La antropóloga estadounidense Margaret Mead
Sin embargo, la idea de la adolescencia como crisis ha sido debatida. En 1928, Margaret Mead, en Adolescencia y cultura en Samoa, argumentó que los conflictos juveniles no eran biológicamente ineludibles, sino una construcción social. En sociedades menos represivas, las transiciones eran más armoniosas.
En 1970, la psicoanalista argentina Arminda Aberastury describió los “duelos de la adolescencia” en La adolescencia normal, señalando las pérdidas simbólicas que enfrenta el joven: su cuerpo infantil, la redefinición de la identidad y la imagen idealizada de sus padres. En 1977, George Vaillant teorizó los cambios que también deben afrontar los adultos. Mencionó la existencia de una “segunda adolescencia”, donde hay un replanteamiento de la identidad y de las decisiones tomadas hasta entonces.
La construcción de una identidad comercial
La literatura ha retratado los dilemas de la juventud, desde Las penas del joven Werther (1774), de Goethe, hasta la mencionada El guardián entre el centeno. Esta tiene como protagonista a Holden Caulfield, quien personifica el desencanto generacional de la época. Su crítica social trasciende las décadas, convirtiéndose en un arquetipo atemporal de la adolescencia.

Protestas contra la guerra de Vietnam en una universidad estadounidense el 7 de mayo de 1968
Pero esta imagen de rebeldía también fue aprovechada por la industria cultural. Tras la Segunda Guerra Mundial, la expansión económica y la educación obligatoria prolongaron la adolescencia. Sin la urgencia de ingresar en el mundo laboral, los jóvenes comenzaron a moldear una identidad propia. A su vez, los años sesenta estuvieron marcados por la efervescencia social: el Mayo del 68 en Francia, las protestas contra la guerra de Vietnam y la lucha por los derechos civiles mostraron una generación que no solo quería diferenciarse culturalmente, sino transformar la sociedad. Simultáneamente, el auge del rock and roll proporcionó una banda sonora cómplice para la juventud.

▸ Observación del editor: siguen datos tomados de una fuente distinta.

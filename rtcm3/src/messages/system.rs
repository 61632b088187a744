//! System parameter messages: 1013 (system parameters, broadcast schedule)
//! and 1029 (Unicode text string) (spec §3 "System parameters", §4.D
//! "1013/1029").

use crate::error::Error;
use bitstream::{BitReader, BitWriter};

#[derive(Debug, Clone, Copy, PartialEq)]
#[cfg_attr(feature = "serde", derive(serde::Serialize, serde::Deserialize))]
pub struct BroadcastMessageEntry {
    pub message_number: u16,
    pub message_interval_s: f64,
}

#[derive(Debug, Clone, PartialEq)]
#[cfg_attr(feature = "serde", derive(serde::Serialize, serde::Deserialize))]
pub struct SystemParameters {
    pub station_id: u16,
    pub modified_julian_day: u16,
    pub seconds_of_day: u32,
    pub leap_second_count: u8,
    pub entries: Vec<BroadcastMessageEntry>,
}

const MSG_NUM_1013: u16 = 1013;
const INTERVAL_SCALE: f64 = 0.1;

pub fn decode_system_parameters(payload: &[u8]) -> Result<SystemParameters, Error> {
    let mut r = BitReader::new(payload);
    let got = r.u(12)? as u16;
    if got != MSG_NUM_1013 {
        return Err(Error::MessageTypeMismatch { expected: MSG_NUM_1013, got });
    }
    let station_id = r.u(12)? as u16;
    let modified_julian_day = r.u(16)? as u16;
    let seconds_of_day = r.u(17)? as u32;
    // DF053 "number of messages": a receiver that has nothing scheduled
    // sends this zero, not the lowest-count sentinel the wire width would
    // otherwise suggest -- decoders must not treat zero as "unknown" (spec
    // §9 Open Questions).
    let num_messages = r.u(5)? as usize;
    let leap_second_count = r.u(8)? as u8;

    let mut entries = Vec::with_capacity(num_messages);
    for _ in 0..num_messages {
        let message_number = r.u(12)? as u16;
        let _sync_flag = r.u(1)?;
        let interval_code = r.u(16)? as u32;
        entries.push(BroadcastMessageEntry {
            message_number,
            message_interval_s: interval_code as f64 * INTERVAL_SCALE,
        });
    }

    Ok(SystemParameters {
        station_id,
        modified_julian_day,
        seconds_of_day,
        leap_second_count,
        entries,
    })
}

pub fn encode_system_parameters(params: &SystemParameters) -> Result<Vec<u8>, Error> {
    let mut w = BitWriter::new();
    w.u(MSG_NUM_1013 as u64, 12)?;
    w.u(params.station_id as u64, 12)?;
    w.u(params.modified_julian_day as u64, 16)?;
    w.u(params.seconds_of_day as u64, 17)?;
    w.u(params.entries.len() as u64, 5)?;
    w.u(params.leap_second_count as u64, 8)?;
    for entry in &params.entries {
        w.u(entry.message_number as u64, 12)?;
        w.u(1, 1)?; // synchronous by default
        w.u((entry.message_interval_s / INTERVAL_SCALE).round() as u64, 16)?;
    }
    Ok(w.into_bytes())
}

/// 1029: a free-text Unicode message tied to a station and UTC-ish
/// timestamp. The wire carries two independent counts here -- the number of
/// UTF-8 *characters* (DF138) and the number of UTF-8 *code units/bytes*
/// (DF140) -- and they differ for any non-ASCII text; callers must trust
/// the byte count for framing and the character count only for display
/// (spec §9 supplemented feature, grounded in `original_source/`).
#[derive(Debug, Clone, PartialEq)]
#[cfg_attr(feature = "serde", derive(serde::Serialize, serde::Deserialize))]
pub struct UnicodeTextMessage {
    pub station_id: u16,
    pub modified_julian_day: u16,
    pub seconds_of_day: u32,
    pub text: String,
}

const MSG_NUM_1029: u16 = 1029;

pub fn decode_unicode_text(payload: &[u8]) -> Result<UnicodeTextMessage, Error> {
    let mut r = BitReader::new(payload);
    let got = r.u(12)? as u16;
    if got != MSG_NUM_1029 {
        return Err(Error::MessageTypeMismatch { expected: MSG_NUM_1029, got });
    }
    let station_id = r.u(12)? as u16;
    let modified_julian_day = r.u(16)? as u16;
    let seconds_of_day = r.u(17)? as u32;
    let _char_count = r.u(7)?; // DF138, informational only; not used for framing
    let byte_count = r.u(8)? as usize;
    let bytes = r.bytes(byte_count)?;
    let text = String::from_utf8(bytes.to_vec())
        .map_err(|_| Error::InvalidMessage("1029 text is not valid UTF-8"))?;

    Ok(UnicodeTextMessage {
        station_id,
        modified_julian_day,
        seconds_of_day,
        text,
    })
}

pub fn encode_unicode_text(msg: &UnicodeTextMessage) -> Result<Vec<u8>, Error> {
    let mut w = BitWriter::new();
    w.u(MSG_NUM_1029 as u64, 12)?;
    w.u(msg.station_id as u64, 12)?;
    w.u(msg.modified_julian_day as u64, 16)?;
    w.u(msg.seconds_of_day as u64, 17)?;
    let char_count = msg.text.chars().count().min(127);
    let byte_count = msg.text.len().min(255);
    w.u(char_count as u64, 7)?;
    w.u(byte_count as u64, 8)?;
    w.bytes(&msg.text.as_bytes()[..byte_count])?;
    Ok(w.into_bytes())
}

#[cfg(test)]
mod tests {
    use super::*;

    #[test]
    fn empty_schedule_round_trips_with_zero_count() {
        let params = SystemParameters {
            station_id: 4,
            modified_julian_day: 59_000,
            seconds_of_day: 12_345,
            leap_second_count: 18,
            entries: vec![],
        };
        let bytes = encode_system_parameters(&params).unwrap();
        let decoded = decode_system_parameters(&bytes).unwrap();
        assert!(decoded.entries.is_empty());
        assert_eq!(decoded.leap_second_count, 18);
    }

    #[test]
    fn schedule_entries_round_trip() {
        let params = SystemParameters {
            station_id: 4,
            modified_julian_day: 59_000,
            seconds_of_day: 12_345,
            leap_second_count: 18,
            entries: vec![
                BroadcastMessageEntry { message_number: 1005, message_interval_s: 10.0 },
                BroadcastMessageEntry { message_number: 1074, message_interval_s: 1.0 },
            ],
        };
        let bytes = encode_system_parameters(&params).unwrap();
        let decoded = decode_system_parameters(&bytes).unwrap();
        assert_eq!(decoded.entries.len(), 2);
        assert_eq!(decoded.entries[1].message_number, 1074);
    }

    #[test]
    fn unicode_text_byte_count_differs_from_char_count() {
        let msg = UnicodeTextMessage {
            station_id: 1,
            modified_julian_day: 59_000,
            seconds_of_day: 0,
            text: "Base \u{00e9}t\u{00e9}".to_string(),
        };
        let bytes = encode_unicode_text(&msg).unwrap();
        let decoded = decode_unicode_text(&bytes).unwrap();
        assert_eq!(decoded.text, msg.text);
        assert_ne!(msg.text.chars().count(), msg.text.len());
    }

    #[test]
    fn invalid_utf8_rejected() {
        let mut w = BitWriter::new();
        w.u(MSG_NUM_1029 as u64, 12).unwrap();
        w.u(1, 12).unwrap();
        w.u(0, 16).unwrap();
        w.u(0, 17).unwrap();
        w.u(1, 7).unwrap();
        w.u(1, 8).unwrap();
        w.bytes(&[0xFF]).unwrap();
        let err = decode_unicode_text(&w.into_bytes()).unwrap_err();
        assert_eq!(err, Error::InvalidMessage("1029 text is not valid UTF-8"));
    }
}
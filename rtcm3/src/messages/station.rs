//! Reference station descriptor messages: antenna reference point (1005,
//! 1006), antenna descriptor (1007, 1008), receiver/antenna descriptor
//! (1033), and the GLONASS bias message (1230) (spec §3 "Station
//! descriptor", §4.D "station messages").

use crate::error::Error;
use bitflags::bitflags;
use bitstream::{BitReader, BitWriter};

bitflags! {
    /// The four single-bit GNSS/reference-station indicators packed after
    /// `itrf_epoch` in 1005/1006 (DF021-DF024).
    #[derive(Debug, Clone, Copy, PartialEq, Eq)]
    pub struct GnssIndicators: u8 {
        const GPS = 0b1000;
        const GLONASS = 0b0100;
        const GALILEO = 0b0010;
        const REFERENCE_STATION = 0b0001;
    }
}

#[derive(Debug, Clone, Copy, PartialEq)]
#[cfg_attr(feature = "serde", derive(serde::Serialize, serde::Deserialize))]
pub struct AntennaReferencePoint {
    pub station_id: u16,
    pub itrf_epoch: u8,
    pub indicators: GnssIndicators,
    pub ecef_x_m: f64,
    pub single_receiver_oscillator_indicator: bool,
    pub ecef_y_m: f64,
    pub quarter_cycle_indicator: u8,
    pub ecef_z_m: f64,
    /// Present only on 1006.
    pub antenna_height_m: Option<f64>,
}

const ECEF_SCALE: f64 = 0.0001;
const HEIGHT_SCALE: f64 = 0.0001;

pub fn decode_antenna_reference_point(payload: &[u8]) -> Result<AntennaReferencePoint, Error> {
    let mut r = BitReader::new(payload);
    let msg_num = r.u(12)? as u16;
    if msg_num != 1005 && msg_num != 1006 {
        return Err(Error::MessageTypeMismatch { expected: 1005, got: msg_num });
    }
    let station_id = r.u(12)? as u16;
    let itrf_epoch = r.u(6)? as u8;
    let indicators = GnssIndicators::from_bits_truncate(r.u(4)? as u8);
    let ecef_x_m = r.s(38)? as f64 * ECEF_SCALE;
    let single_receiver_oscillator_indicator = r.u(1)? == 1;
    let _reserved = r.u(1)?;
    let ecef_y_m = r.s(38)? as f64 * ECEF_SCALE;
    let quarter_cycle_indicator = r.u(2)? as u8;
    let ecef_z_m = r.s(38)? as f64 * ECEF_SCALE;
    let antenna_height_m = if msg_num == 1006 {
        Some(r.u(16)? as f64 * HEIGHT_SCALE)
    } else {
        None
    };

    Ok(AntennaReferencePoint {
        station_id,
        itrf_epoch,
        indicators,
        ecef_x_m,
        single_receiver_oscillator_indicator,
        ecef_y_m,
        quarter_cycle_indicator,
        ecef_z_m,
        antenna_height_m,
    })
}

pub fn encode_antenna_reference_point(arp: &AntennaReferencePoint) -> Result<Vec<u8>, Error> {
    let msg_num = if arp.antenna_height_m.is_some() { 1006 } else { 1005 };
    let mut w = BitWriter::new();
    w.u(msg_num, 12)?;
    w.u(arp.station_id as u64, 12)?;
    w.u(arp.itrf_epoch as u64, 6)?;
    w.u(arp.indicators.bits() as u64, 4)?;
    w.s((arp.ecef_x_m / ECEF_SCALE).round() as i64, 38)?;
    w.u(arp.single_receiver_oscillator_indicator as u64, 1)?;
    w.u(0, 1)?;
    w.s((arp.ecef_y_m / ECEF_SCALE).round() as i64, 38)?;
    w.u(arp.quarter_cycle_indicator as u64, 2)?;
    w.s((arp.ecef_z_m / ECEF_SCALE).round() as i64, 38)?;
    if let Some(height) = arp.antenna_height_m {
        w.u((height / HEIGHT_SCALE).round() as u64, 16)?;
    }
    Ok(w.into_bytes())
}

/// Antenna/receiver descriptor text (1007, 1008, 1033): one or more
/// length-prefixed ASCII strings. 1033 additionally carries the receiver
/// descriptor, firmware, and serial number.
#[derive(Debug, Clone, PartialEq)]
#[cfg_attr(feature = "serde", derive(serde::Serialize, serde::Deserialize))]
pub struct AntennaDescriptor {
    pub station_id: u16,
    pub antenna_descriptor: String,
    pub antenna_setup_id: u8,
    pub antenna_serial_number: Option<String>,
    pub receiver_type_descriptor: Option<String>,
    pub receiver_firmware_version: Option<String>,
    pub receiver_serial_number: Option<String>,
}

fn read_string(r: &mut BitReader<'_>) -> Result<String, Error> {
    let len = r.u(8)? as usize;
    let bytes = r.bytes(len)?;
    Ok(String::from_utf8_lossy(bytes).into_owned())
}

fn write_string(w: &mut BitWriter, s: &str) -> Result<(), Error> {
    let bytes = s.as_bytes();
    let len = bytes.len().min(255);
    w.u(len as u64, 8)?;
    w.bytes(&bytes[..len])?;
    Ok(())
}

pub fn decode_antenna_descriptor(msg_num: u16, payload: &[u8]) -> Result<AntennaDescriptor, Error> {
    let mut r = BitReader::new(payload);
    let got = r.u(12)? as u16;
    if got != msg_num {
        return Err(Error::MessageTypeMismatch { expected: msg_num, got });
    }
    let station_id = r.u(12)? as u16;
    let antenna_descriptor = read_string(&mut r)?;
    let antenna_setup_id = r.u(8)? as u8;
    let antenna_serial_number = if msg_num == 1008 || msg_num == 1033 {
        Some(read_string(&mut r)?)
    } else {
        None
    };
    let (receiver_type_descriptor, receiver_firmware_version, receiver_serial_number) =
        if msg_num == 1033 {
            (
                Some(read_string(&mut r)?),
                Some(read_string(&mut r)?),
                Some(read_string(&mut r)?),
            )
        } else {
            (None, None, None)
        };

    Ok(AntennaDescriptor {
        station_id,
        antenna_descriptor,
        antenna_setup_id,
        antenna_serial_number,
        receiver_type_descriptor,
        receiver_firmware_version,
        receiver_serial_number,
    })
}

pub fn encode_antenna_descriptor(msg_num: u16, desc: &AntennaDescriptor) -> Result<Vec<u8>, Error> {
    let mut w = BitWriter::new();
    w.u(msg_num as u64, 12)?;
    w.u(desc.station_id as u64, 12)?;
    write_string(&mut w, &desc.antenna_descriptor)?;
    w.u(desc.antenna_setup_id as u64, 8)?;
    if msg_num == 1008 || msg_num == 1033 {
        write_string(&mut w, desc.antenna_serial_number.as_deref().unwrap_or(""))?;
    }
    if msg_num == 1033 {
        write_string(&mut w, desc.receiver_type_descriptor.as_deref().unwrap_or(""))?;
        write_string(&mut w, desc.receiver_firmware_version.as_deref().unwrap_or(""))?;
        write_string(&mut w, desc.receiver_serial_number.as_deref().unwrap_or(""))?;
    }
    Ok(w.into_bytes())
}

/// GLONASS code-phase bias message (1230): per-signal biases, present-flags
/// packed into a 4-bit mask.
#[derive(Debug, Clone, Copy, PartialEq)]
#[cfg_attr(feature = "serde", derive(serde::Serialize, serde::Deserialize))]
pub struct GlonassBiases {
    pub station_id: u16,
    pub bias_indicator: bool,
    pub l1_ca_bias_m: Option<f64>,
    pub l1_p_bias_m: Option<f64>,
    pub l2_ca_bias_m: Option<f64>,
    pub l2_p_bias_m: Option<f64>,
}

const BIAS_SCALE: f64 = 0.02;
const BIAS_SENTINEL: i64 = -1 << 15;

pub fn decode_glonass_biases(payload: &[u8]) -> Result<GlonassBiases, Error> {
    let mut r = BitReader::new(payload);
    let got = r.u(12)? as u16;
    if got != 1230 {
        return Err(Error::MessageTypeMismatch { expected: 1230, got });
    }
    let station_id = r.u(12)? as u16;
    let bias_indicator = r.u(1)? == 1;
    let _reserved = r.u(3)?;
    let mask = r.u(4)? as u8;
    let mut read_if_present = |present: bool| -> Result<Option<f64>, Error> {
        if present {
            let raw = r.s(16)?;
            Ok(if raw == BIAS_SENTINEL { None } else { Some(raw as f64 * BIAS_SCALE) })
        } else {
            Ok(None)
        }
    };
    let l1_ca_bias_m = read_if_present(mask & 0b1000 != 0)?;
    let l1_p_bias_m = read_if_present(mask & 0b0100 != 0)?;
    let l2_ca_bias_m = read_if_present(mask & 0b0010 != 0)?;
    let l2_p_bias_m = read_if_present(mask & 0b0001 != 0)?;

    Ok(GlonassBiases {
        station_id,
        bias_indicator,
        l1_ca_bias_m,
        l1_p_bias_m,
        l2_ca_bias_m,
        l2_p_bias_m,
    })
}

pub fn encode_glonass_biases(biases: &GlonassBiases) -> Result<Vec<u8>, Error> {
    let mut w = BitWriter::new();
    w.u(1230, 12)?;
    w.u(biases.station_id as u64, 12)?;
    w.u(biases.bias_indicator as u64, 1)?;
    w.u(0, 3)?;
    let mask = ((biases.l1_ca_bias_m.is_some() as u8) << 3)
        | ((biases.l1_p_bias_m.is_some() as u8) << 2)
        | ((biases.l2_ca_bias_m.is_some() as u8) << 1)
        | biases.l2_p_bias_m.is_some() as u8;
    w.u(mask as u64, 4)?;
    for bias in [
        biases.l1_ca_bias_m,
        biases.l1_p_bias_m,
        biases.l2_ca_bias_m,
        biases.l2_p_bias_m,
    ] {
        if let Some(v) = bias {
            w.s((v / BIAS_SCALE).round() as i64, 16)?;
        }
    }
    Ok(w.into_bytes())
}

#[cfg(test)]
mod tests {
    use super::*;

    #[test]
    fn arp_1005_round_trips_without_height() {
        let arp = AntennaReferencePoint {
            station_id: 1,
            itrf_epoch: 0,
            indicators: GnssIndicators::GPS | GnssIndicators::GLONASS,
            ecef_x_m: 1_234_567.8,
            single_receiver_oscillator_indicator: false,
            ecef_y_m: -2_345_678.9,
            quarter_cycle_indicator: 1,
            ecef_z_m: 5_555_555.5,
            antenna_height_m: None,
        };
        let bytes = encode_antenna_reference_point(&arp).unwrap();
        let decoded = decode_antenna_reference_point(&bytes).unwrap();
        assert!((decoded.ecef_x_m - arp.ecef_x_m).abs() < ECEF_SCALE);
        assert!(decoded.antenna_height_m.is_none());
    }

    #[test]
    fn arp_1006_round_trips_with_height() {
        let arp = AntennaReferencePoint {
            station_id: 9,
            itrf_epoch: 2,
            indicators: GnssIndicators::GPS | GnssIndicators::GALILEO | GnssIndicators::REFERENCE_STATION,
            ecef_x_m: 0.0,
            single_receiver_oscillator_indicator: true,
            ecef_y_m: 0.0,
            quarter_cycle_indicator: 0,
            ecef_z_m: 0.0,
            antenna_height_m: Some(1.5),
        };
        let bytes = encode_antenna_reference_point(&arp).unwrap();
        let decoded = decode_antenna_reference_point(&bytes).unwrap();
        assert!((decoded.antenna_height_m.unwrap() - 1.5).abs() < HEIGHT_SCALE);
        assert_eq!(decoded.indicators, arp.indicators);
    }

    #[test]
    fn descriptor_1033_round_trips_all_strings() {
        let desc = AntennaDescriptor {
            station_id: 3,
            antenna_descriptor: "TRM59800.80".to_string(),
            antenna_setup_id: 0,
            antenna_serial_number: Some("12345".to_string()),
            receiver_type_descriptor: Some("NOV OEM729".to_string()),
            receiver_firmware_version: Some("7.08".to_string()),
            receiver_serial_number: Some("SN001".to_string()),
        };
        let bytes = encode_antenna_descriptor(1033, &desc).unwrap();
        let decoded = decode_antenna_descriptor(1033, &bytes).unwrap();
        assert_eq!(decoded, desc);
    }

    #[test]
    fn biases_round_trip_with_partial_mask() {
        let biases = GlonassBiases {
            station_id: 7,
            bias_indicator: true,
            l1_ca_bias_m: Some(1.0),
            l1_p_bias_m: None,
            l2_ca_bias_m: Some(-0.5),
            l2_p_bias_m: None,
        };
        let bytes = encode_glonass_biases(&biases).unwrap();
        let decoded = decode_glonass_biases(&bytes).unwrap();
        assert_eq!(decoded, biases);
    }
}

Con la consolidación del neoliberalismo en los años ochenta, la juventud pasó de ser un símbolo de sublevación a un segmento de mercado. Hollywood y la industria musical capitalizaron esta imagen con películas como El club de los cinco (1985) o Clueless (1995). El capitalismo convirtió la juventud en un ideal aspiracional. La imagen del adolescente rebelde, antes vista con recelo, se transformó en sinónimo de autenticidad y frescura.
El sociólogo Max Weber describió este proceso como “la magia psicológica de la libertad”: una necesidad irracional de autonomía frente a las restricciones sociales. Aunque la industria explotó la rebeldía juvenil, también surgieron movimientos contraculturales. En los años noventa, el grunge de Nirvana o el punk de Green Day canalizaron la frustración juvenil hacia una nueva forma de resistencia. Proporcionaron una salida a los sentimientos “negativos” y a la rebeldía, tanto por la no conformidad, como por el no cumplimiento de lo establecido.
Un modelo en evolución
Históricamente, la adolescencia ha pasado de transición invisible a fenómeno cultural y comercial. De manera adultocéntrica, se ha creado un culto alrededor de esta etapa: idealizándola, culpabilizándola y, sobre todo, cuestionándola; desde artículos hasta series de televisión que moldean como quieren las generaciones que están y que vienen.
Hoy, más que una simple etapa biológica o psicológica, es una construcción social en constante transformación cuya duración se ha extendido en el tiempo: muchos jóvenes permanecen en formación hasta bien entrada la veintena. La pregunta sigue abierta: ¿seguirá prolongándose hasta confundirse con la adultez o aparecerán nuevos modelos más restrictivos?